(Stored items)

··········

//! Identity types for Nudge
//!
//! Identity types are strongly typed wrappers around UUIDs to prevent
//! accidental mixing with other identifiers (most importantly, capability
//! tokens). Ids render as bare UUIDs because they travel in share URLs.

use serde::{Deserialize, Serialize};
use std::fmt;
use uuid::Uuid;

/// Macro to generate ID types with common implementations
macro_rules! define_id_type {
    ($name:ident, $doc:literal) => {
        #[doc = $doc]
        #[derive(Debug, Clone, Copy, PartialEq, Eq, Hash, Serialize, Deserialize)]
        pub struct $name(pub Uuid);

        impl $name {
            /// Create a new random ID
            pub fn new() -> Self {
                Self(Uuid::new_v4())
            }

            /// Create from an existing UUID
            pub fn from_uuid(uuid: Uuid) -> Self {
                Self(uuid)
            }

            /// Parse from a string
            pub fn parse(s: &str) -> Result<Self, uuid::Error> {
                Ok(Self(Uuid::parse_str(s)?))
            }

            /// Get the inner UUID
            pub fn as_uuid(&self) -> &Uuid {
                &self.0
            }
        }

        impl Default for $name {
            fn default() -> Self {
                Self::new()
            }
        }

        impl fmt::Display for $name {
            fn fmt(&self, f: &mut fmt::Formatter<'_>) -> fmt::Result {
                write!(f, "{}", self.0)
            }
        }

        impl From<Uuid> for $name {
            fn from(uuid: Uuid) -> Self {
                Self(uuid)
            }
        }

        impl AsRef<Uuid> for $name {
            fn as_ref(&self) -> &Uuid {
                &self.0
            }
        }
    };
}

define_id_type!(AgreementId, "Unique identifier for a staked agreement");

#[cfg(test)]
mod tests {
    use super::*;

    #[test]
    fn test_agreement_id_roundtrip() {
        let id = AgreementId::new();
        let parsed = AgreementId::parse(&id.to_string()).unwrap();
        assert_eq!(id, parsed);
    }

    #[test]
    fn test_agreement_id_rejects_garbage() {
        assert!(AgreementId::parse("not-a-uuid").is_err());
        assert!(AgreementId::parse("").is_err());
    }

    #[test]
    fn test_id_equality() {
        let uuid = Uuid::new_v4();
        let id1 = AgreementId::from_uuid(uuid);
        let id2 = AgreementId::from_uuid(uuid);
        assert_eq!(id1, id2);
    }
}
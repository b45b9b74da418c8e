//! Fuzzy relevance scoring
//!
//! Pure function mapping (candidate, query) to a score in [0, 1] using the
//! Sørensen-Dice coefficient over character bigrams. Case-insensitive;
//! whitespace is stripped before comparison so "new tab" and "newtab" score
//! identically. An empty query or a candidate with no bigram overlap scores
//! 0.0, documented as "no match" rather than undefined behavior.

use std::collections::HashMap;

/// Score `candidate` against `query`, returning a value in [0, 1].
///
/// Identical inputs always produce identical output; the ranking pass relies
/// on this purity to recompute scores safely.
pub fn score(candidate: &str, query: &str) -> f64 {
    let candidate = normalize(candidate);
    let query = normalize(query);

    if candidate.is_empty() || query.is_empty() {
        return 0.0;
    }
    if candidate == query {
        return 1.0;
    }
    // A single character has no bigrams to compare.
    if candidate.chars().count() < 2 || query.chars().count() < 2 {
        return 0.0;
    }

    let mut remaining = bigram_counts(&candidate);
    let query_bigrams = bigrams(&query);

    let mut intersection = 0usize;
    for bigram in &query_bigrams {
        if let Some(count) = remaining.get_mut(bigram) {
            if *count > 0 {
                *count -= 1;
                intersection += 1;
            }
        }
    }

    let total = bigram_len(&candidate) + query_bigrams.len();
    (2.0 * intersection as f64) / total as f64
}

fn normalize(s: &str) -> String {
    s.chars()
        .filter(|c| !c.is_whitespace())
        .flat_map(char::to_lowercase)
        .collect()
}

fn bigrams(s: &str) -> Vec<(char, char)> {
    let chars: Vec<char> = s.chars().collect();
    chars.windows(2).map(|w| (w[0], w[1])).collect()
}

fn bigram_len(s: &str) -> usize {
    s.chars().count().saturating_sub(1)
}

fn bigram_counts(s: &str) -> HashMap<(char, char), usize> {
    let mut counts = HashMap::new();
    for bigram in bigrams(s) {
        *counts.entry(bigram).or_insert(0usize) += 1;
    }
    counts
}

··········

TASK OBJECTIVE:
What is the number of lines in the data above that contain the word "Create"? Report the figure only.

THE ANSWER:
2